Babbitt

Protagonista de la novela de este nombre (v.), de Sinclair Lewis (1885- 1951). Agente de compraventa de fincas en la  típica ciudad de Zenith, en el «Middle West», prosaico, próspero y satisfecho, Babbitt es la cifra y compendio de las mane­ras, costumbres, hábitos, opiniones y senti­mientos del «hombre de negocios americano medio».

Su nombre ha venido a designar en todo el mundo aquella especie de la cual él es a un tiempo expresión y carica­tura. Lo que se define y pone en berlina no es propiamente un personaje, sino un repertorio de ritos y formalidades del cual un cuerpo humano, dotado de nombre pro­pio, Babbitt, pero de ninguna identidad íntima, es el ejecutor mecánico. Babbitt es, pues, un «tipo» americano no por lo que es en sí, sino por lo que «no» es, apar­te de los convencionales ritos a que se ciñe.

Su voluntad es pasiva; su espíritu es incapaz de engendrar ninguna idea ori­ginal ni ningún sentimiento que no forme parte de un repertorio previo; su cuerpo no puede realizar el más sencillo de los actos si no se ajusta a unos movimientos rigurosamente calculados como los pasos de un «ballet»; su lengua no puede pronunciar más que palabras ya reducidas a la cada­vérica rigidez de los esquemas preestable­cidos.

Babbitt es un suelo estéril, una tierra desolada recorrida únicamente por los fan­tasmas indistintos de una condición huma­na anterior, cuyo gemido desconsolado, co­mo el gemido de los murciélagos en una casa abandonada, crea una atmósfera de vagos temores y de obsesionante malestar alrededor del paso de las ideas iniciales al escuálido sistema de formas y fórmulas «prefabricadas».

El drama de la vida de Babbitt empieza cuando, al oír y advertir el grito de esos atávicos espectros, intenta «convertirse en sí mismo»; continúa con su descubrimiento de que, si se le arranca de los módulos y fórmulas y del universo de objetos mecánicos en que unos y otras se encarnan, él en realidad no es nada, es in­capaz de comunicarse en cuanto ser hu­mano con los demás seres humanos; y acaba con su penosa celebración de aquello que una vez aceptó porque era un hecho y que ahora acepta porque no puede hacer otra cosa.

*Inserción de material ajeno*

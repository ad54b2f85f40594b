use std::sync::{Arc, Mutex};
use std::time::{Duration, Instant};

/// Monotonic time source used by the blocks.
pub trait Clock {
    fn now(&self) -> Instant;
    fn sleep(&self, duration: Duration);
}

#[derive(Debug, Clone, Copy, Default)]
pub struct MonotonicClock;

impl Clock for MonotonicClock {
    fn now(&self) -> Instant {
        Instant::now()
    }

    fn sleep(&self, duration: Duration) {
        if !duration.is_zero() {
            std::thread::sleep(duration);
        }
    }
}

/// Clock that only moves when told to. Sleeping advances it.
#[derive(Debug, Clone)]
pub struct ManualClock {
    origin: Instant,
    offset: Arc<Mutex<Duration>>,
}

impl ManualClock {
    pub fn new() -> Self {
        Self {
            origin: Instant::now(),
            offset: Arc::new(Mutex::new(Duration::ZERO)),
        }
    }

    pub fn origin(&self) -> Instant {
        self.origin
    }

    pub fn elapsed(&self) -> Duration {
        *self.offset.lock().unwrap_or_else(|e| e.into_inner())
    }

    pub fn set(&self, since_origin: Duration) {
        *self.offset.lock().unwrap_or_else(|e| e.into_inner()) = since_origin;
    }

    pub fn advance(&self, by: Duration) {
        *self.offset.lock().unwrap_or_else(|e| e.into_inner()) += by;
    }
}

impl Default for ManualClock {
    fn default() -> Self {
        Self::new()
    }
}

impl Clock for ManualClock {
    fn now(&self) -> Instant {
        self.origin + self.elapsed()
    }

    fn sleep(&self, duration: Duration) {
        self.advance(duration);
    }
}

Por ello la estructura de este drama es europea: en realidad, es una variación americana sobre el mito de la «huida y re­greso», más conocido en los siglos recien­tes como evolución pseudocristiana del proceso que va de la ciega aceptación a la negativa y finalmente a la reconcilia­ción.

Pero el personaje sin identidad lla­mado Babbitt, en apariencia héroe típico de una novela de forma tradicional, puso a disposición de la literatura americana, casi sin que su creador se diese cuenta de ello, una nueva visión de un nuevo modo de vida humana en un mundo nuevo. Más tarde, John dos Passos habría de despojar esta visión de sus últimos elementos de es­tructura dramática europea, y crear para una «condition humaine» hasta entonces in­concebible su extraña y terrible poesía (v. U.S.A.).